Your assignment: Match on the string "InvalidSchema" in the entries below and return every matching line.

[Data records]
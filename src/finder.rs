//! Locating the schemas that govern an operation.
//!
//! The finder reads a ref-resolved OpenAPI document (see
//! [`resolve_refs`](crate::resolve_refs)) and hands out the parameter, body,
//! header and security nodes that apply to a path + method, and optionally a
//! response status.

use serde_json::{Map, Value};
use tracing::debug;

use crate::error::FinderError;

/// Where a parameter is carried.
#[derive(Debug, Clone, Copy, PartialEq, Eq, Hash)]
pub enum ParameterLocation {
    Path,
    Query,
    Header,
    Cookie,
}

impl ParameterLocation {
    /// The value of the parameter's `in` field.
    pub fn as_str(&self) -> &'static str {
        match self {
            ParameterLocation::Path => "path",
            ParameterLocation::Query => "query",
            ParameterLocation::Header => "header",
            ParameterLocation::Cookie => "cookie",
        }
    }
}

/// A path template and HTTP method.
#[derive(Debug, Clone, PartialEq, Eq, Hash)]
pub struct OperationAddress {
    path: String,
    method: String,
}

impl OperationAddress {
    /// Method is normalized to lowercase, as used for keys in path items.
    pub fn new(path: impl Into<String>, method: impl AsRef<str>) -> Self {
        Self {
            path: path.into(),
            method: method.as_ref().to_lowercase(),
        }
    }

    pub fn path(&self) -> &str {
        &self.path
    }

    pub fn method(&self) -> &str {
        &self.method
    }
}

/// An operation plus a response status code.
#[derive(Debug, Clone, PartialEq, Eq, Hash)]
pub struct ResponseAddress {
    operation: OperationAddress,
    status: u16,
}

impl ResponseAddress {
    pub fn new(operation: OperationAddress, status: u16) -> Self {
        Self { operation, status }
    }

    pub fn operation(&self) -> &OperationAddress {
        &self.operation
    }

    pub fn status(&self) -> u16 {
        self.status
    }
}

/// Read-only view over an OpenAPI document.
#[derive(Debug, Clone, Copy)]
pub struct SpecFinder<'a> {
    document: &'a Value,
}

impl<'a> SpecFinder<'a> {
    pub fn new(document: &'a Value) -> Self {
        Self { document }
    }

    /// The path item for the address's path template.
    ///
    /// # Errors
    ///
    /// Returns `FinderError::NoPath` if the document has no such path.
    pub fn find_path_item(&self, addr: &OperationAddress) -> Result<&'a Map<String, Value>, FinderError> {
        self.document
            .get("paths")
            .and_then(|paths| paths.get(addr.path()))
            .and_then(Value::as_object)
            .ok_or_else(|| FinderError::NoPath {
                path: addr.path().to_string(),
            })
    }

    /// The operation object for the address's path and method.
    pub fn find_operation(&self, addr: &OperationAddress) -> Result<&'a Map<String, Value>, FinderError> {
        self.find_path_item(addr)?
            .get(addr.method())
            .and_then(Value::as_object)
            .ok_or_else(|| FinderError::NoOperation {
                path: addr.path().to_string(),
                method: addr.method().to_string(),
            })
    }

    /// Parameters carried in `location`, keyed by name.
    ///
    /// Operation-level parameters take precedence; path-level parameters
    /// fill in names the operation does not declare.
    pub fn find_parameters(
        &self,
        addr: &OperationAddress,
        location: ParameterLocation,
    ) -> Result<Map<String, Value>, FinderError> {
        let operation = self.find_operation(addr)?;
        let path_item = self.find_path_item(addr)?;

        let mut found = Map::new();
        for parameter in parameters_in(operation, location) {
            if let Some(name) = parameter.get("name").and_then(Value::as_str) {
                found.insert(name.to_string(), parameter.clone());
            }
        }
        for parameter in parameters_in(path_item, location) {
            if let Some(name) = parameter.get("name").and_then(Value::as_str) {
                found
                    .entry(name.to_string())
                    .or_insert_with(|| parameter.clone());
            }
        }
        Ok(found)
    }

    pub fn find_path_specs(&self, addr: &OperationAddress) -> Result<Map<String, Value>, FinderError> {
        self.find_parameters(addr, ParameterLocation::Path)
    }

    pub fn find_query_specs(&self, addr: &OperationAddress) -> Result<Map<String, Value>, FinderError> {
        self.find_parameters(addr, ParameterLocation::Query)
    }

    /// Request header parameters. For response headers use
    /// [`find_response_header_specs`](Self::find_response_header_specs).
    pub fn find_header_specs(&self, addr: &OperationAddress) -> Result<Map<String, Value>, FinderError> {
        self.find_parameters(addr, ParameterLocation::Header)
    }

    pub fn find_cookie_specs(&self, addr: &OperationAddress) -> Result<Map<String, Value>, FinderError> {
        self.find_parameters(addr, ParameterLocation::Cookie)
    }

    /// The request body `content` map, keyed by media type. Empty when the
    /// operation declares no request body.
    pub fn find_body_spec(&self, addr: &OperationAddress) -> Result<Map<String, Value>, FinderError> {
        Ok(self
            .find_operation(addr)?
            .get("requestBody")
            .and_then(|body| body.get("content"))
            .and_then(Value::as_object)
            .cloned()
            .unwrap_or_default())
    }

    /// The response object for the status code, falling back to `default`.
    ///
    /// # Errors
    ///
    /// Returns `FinderError::NoResponseCode` when neither exists.
    pub fn find_response_spec(&self, addr: &ResponseAddress) -> Result<&'a Map<String, Value>, FinderError> {
        let operation = self.find_operation(addr.operation())?;
        let responses = operation.get("responses").and_then(Value::as_object);
        let code = addr.status().to_string();

        if let Some(response) = responses.and_then(|r| r.get(&code)).and_then(Value::as_object) {
            return Ok(response);
        }
        if let Some(response) = responses.and_then(|r| r.get("default")).and_then(Value::as_object) {
            debug!(status = addr.status(), "falling back to default response");
            return Ok(response);
        }
        Err(FinderError::NoResponseCode {
            path: addr.operation().path().to_string(),
            method: addr.operation().method().to_string(),
            status: addr.status(),
        })
    }

    /// The response `content` map, keyed by media type.
    pub fn find_response_body_spec(&self, addr: &ResponseAddress) -> Result<Map<String, Value>, FinderError> {
        Ok(self
            .find_response_spec(addr)?
            .get("content")
            .and_then(Value::as_object)
            .cloned()
            .unwrap_or_default())
    }

    /// The response `headers` map, keyed by header name.
    pub fn find_response_header_specs(
        &self,
        addr: &ResponseAddress,
    ) -> Result<Map<String, Value>, FinderError> {
        Ok(self
            .find_response_spec(addr)?
            .get("headers")
            .and_then(Value::as_object)
            .cloned()
            .unwrap_or_default())
    }

    /// Security requirements: the operation's own when it declares the
    /// `security` key (even as an empty list), else the document's.
    pub fn find_security_specs(&self, addr: &OperationAddress) -> Result<Vec<Value>, FinderError> {
        let operation = self.find_operation(addr)?;
        let declared = match operation.get("security") {
            Some(security) => Some(security),
            None => self.document.get("security"),
        };
        Ok(declared
            .and_then(Value::as_array)
            .cloned()
            .unwrap_or_default())
    }

    /// `components.securitySchemes`, or an empty map.
    pub fn find_security_schemes(&self) -> Map<String, Value> {
        self.document
            .get("components")
            .and_then(|c| c.get("securitySchemes"))
            .and_then(Value::as_object)
            .cloned()
            .unwrap_or_default()
    }
}

/// The schema for `media_type` in a `content` map.
///
/// Parameters such as `; charset=utf-8` are ignored. Falls back to a
/// `type/*` range and then to `*/*`.
pub fn find_media_type_schema<'c>(
    content: &'c Map<String, Value>,
    media_type: &str,
) -> Result<&'c Value, FinderError> {
    let essence = media_type
        .split(';')
        .next()
        .unwrap_or_default()
        .trim()
        .to_lowercase();
    let range = essence
        .split_once('/')
        .map(|(kind, _)| format!("{}/*", kind))
        .unwrap_or_default();

    [essence.as_str(), range.as_str(), "*/*"]
        .iter()
        .filter(|key| !key.is_empty())
        .find_map(|key| content.get(*key))
        .and_then(|media| media.get("schema"))
        .ok_or_else(|| FinderError::NoMediaType {
            media_type: media_type.to_string(),
        })
}

fn parameters_in(
    owner: &Map<String, Value>,
    location: ParameterLocation,
) -> impl Iterator<Item = &Value> {
    owner
        .get("parameters")
        .and_then(Value::as_array)
        .into_iter()
        .flatten()
        .filter(move |p| p.get("in").and_then(Value::as_str) == Some(location.as_str()))
}
//! `format` for strings (`date`, `date-time`, `email`, `uuid`, `byte`,
//! `ipv4`, `ipv6`, `uri`) and numbers (`int32`, `int64`, `float`, `double`).
//! Unknown formats are accepted.

use std::net::{Ipv4Addr, Ipv6Addr};
use std::sync::OnceLock;

use base64::Engine;
use chrono::{DateTime, NaiveDate};
use regex::Regex;
use serde_json::{Number, Value};
use uuid::Uuid;

use super::Context;
use crate::error::{InvalidSchema, ValidateError};

pub(super) fn format(cx: &Context<'_>, value: &Value) -> Result<(), ValidateError> {
    let name = value
        .as_str()
        .ok_or_else(|| InvalidSchema::new("format", "expected a format name"))?;
    if !cx.validator.options().formats {
        return Ok(());
    }

    let valid = match cx.data {
        Value::String(s) => string_format(name, s),
        Value::Number(n) => number_format(name, n),
        _ => true,
    };
    if !valid {
        return Err(cx.mismatch("format", format!("value is not a valid {}", name)));
    }
    Ok(())
}

fn string_format(name: &str, s: &str) -> bool {
    match name {
        "date" => NaiveDate::parse_from_str(s, "%Y-%m-%d").is_ok(),
        "date-time" => DateTime::parse_from_rfc3339(s).is_ok(),
        "email" => email_regex().is_match(s),
        "uuid" => s.len() == 36 && Uuid::parse_str(s).is_ok(),
        "byte" => base64::engine::general_purpose::STANDARD.decode(s).is_ok(),
        "ipv4" => s.parse::<Ipv4Addr>().is_ok(),
        "ipv6" => s.parse::<Ipv6Addr>().is_ok(),
        "uri" => uri_regex().is_match(s),
        _ => true,
    }
}

fn number_format(name: &str, n: &Number) -> bool {
    match name {
        "int32" => match n.as_i64() {
            Some(i) => i32::try_from(i).is_ok(),
            None => n.as_f64().is_some_and(|f| {
                f.fract() == 0.0 && f >= f64::from(i32::MIN) && f <= f64::from(i32::MAX)
            }),
        },
        "int64" => n.is_i64() || n.as_f64().is_some_and(|f| f.fract() == 0.0 && f.abs() < 9.2e18),
        "float" => n.as_f64().is_some_and(|f| f.abs() <= f64::from(f32::MAX)),
        "double" => n.as_f64().is_some_and(f64::is_finite),
        _ => true,
    }
}

fn email_regex() -> &'static Regex {
    static RE: OnceLock<Regex> = OnceLock::new();
    RE.get_or_init(|| Regex::new(r"^[^@\s]+@[^@\s]+\.[^@\s]+$").expect("email regex"))
}

fn uri_regex() -> &'static Regex {
    static RE: OnceLock<Regex> = OnceLock::new();
    RE.get_or_init(|| Regex::new(r"^[A-Za-z][A-Za-z0-9+.\-]*:\S*$").expect("uri regex"))
}

#[cfg(test)]
mod tests {
    use super::*;
    use serde_json::json;

    fn num(value: Value) -> Number {
        match value {
            Value::Number(n) => n,
            other => panic!("not a number: {}", other),
        }
    }

    #[test]
    fn dates() {
        assert!(string_format("date", "2024-02-29"));
        assert!(!string_format("date", "2023-02-29"));
        assert!(string_format("date-time", "2024-01-01T10:00:00Z"));
        assert!(string_format("date-time", "2024-01-01T10:00:00.5+02:00"));
        assert!(!string_format("date-time", "2024-01-01 10:00"));
    }

    #[test]
    fn identifiers() {
        assert!(string_format("uuid", "67e55044-10b1-426f-9247-bb680e5fe0c8"));
        assert!(!string_format("uuid", "67e5504410b1426f9247bb680e5fe0c8"));
        assert!(string_format("email", "someone@example.com"));
        assert!(!string_format("email", "someone@"));
        assert!(string_format("uri", "https://example.com/a?b=c"));
        assert!(!string_format("uri", "not a uri"));
    }

    #[test]
    fn addresses_and_bytes() {
        assert!(string_format("ipv4", "192.168.0.1"));
        assert!(!string_format("ipv4", "256.0.0.1"));
        assert!(string_format("ipv6", "::1"));
        assert!(string_format("byte", "aGVsbG8="));
        assert!(!string_format("byte", "not base64!"));
    }

    #[test]
    fn unknown_formats_pass() {
        assert!(string_format("password", "hunter2"));
        assert!(number_format("decimal", &num(json!(1.5))));
    }

    #[test]
    fn integer_ranges() {
        assert!(number_format("int32", &num(json!(2147483647))));
        assert!(!number_format("int32", &num(json!(2147483648u64))));
        assert!(!number_format("int32", &num(json!(1.5))));
        assert!(number_format("int32", &num(json!(3.0))));
        assert!(!number_format("int32", &num(json!(3.0e10))));
        assert!(number_format("int64", &num(json!(-5))));
        assert!(!number_format("int64", &num(json!(u64::MAX))));
    }
}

Answer for the task:
use crate::error::{InvalidSchema, ValidateError};
        .ok_or_else(|| InvalidSchema::new("format", "expected a format name"))?;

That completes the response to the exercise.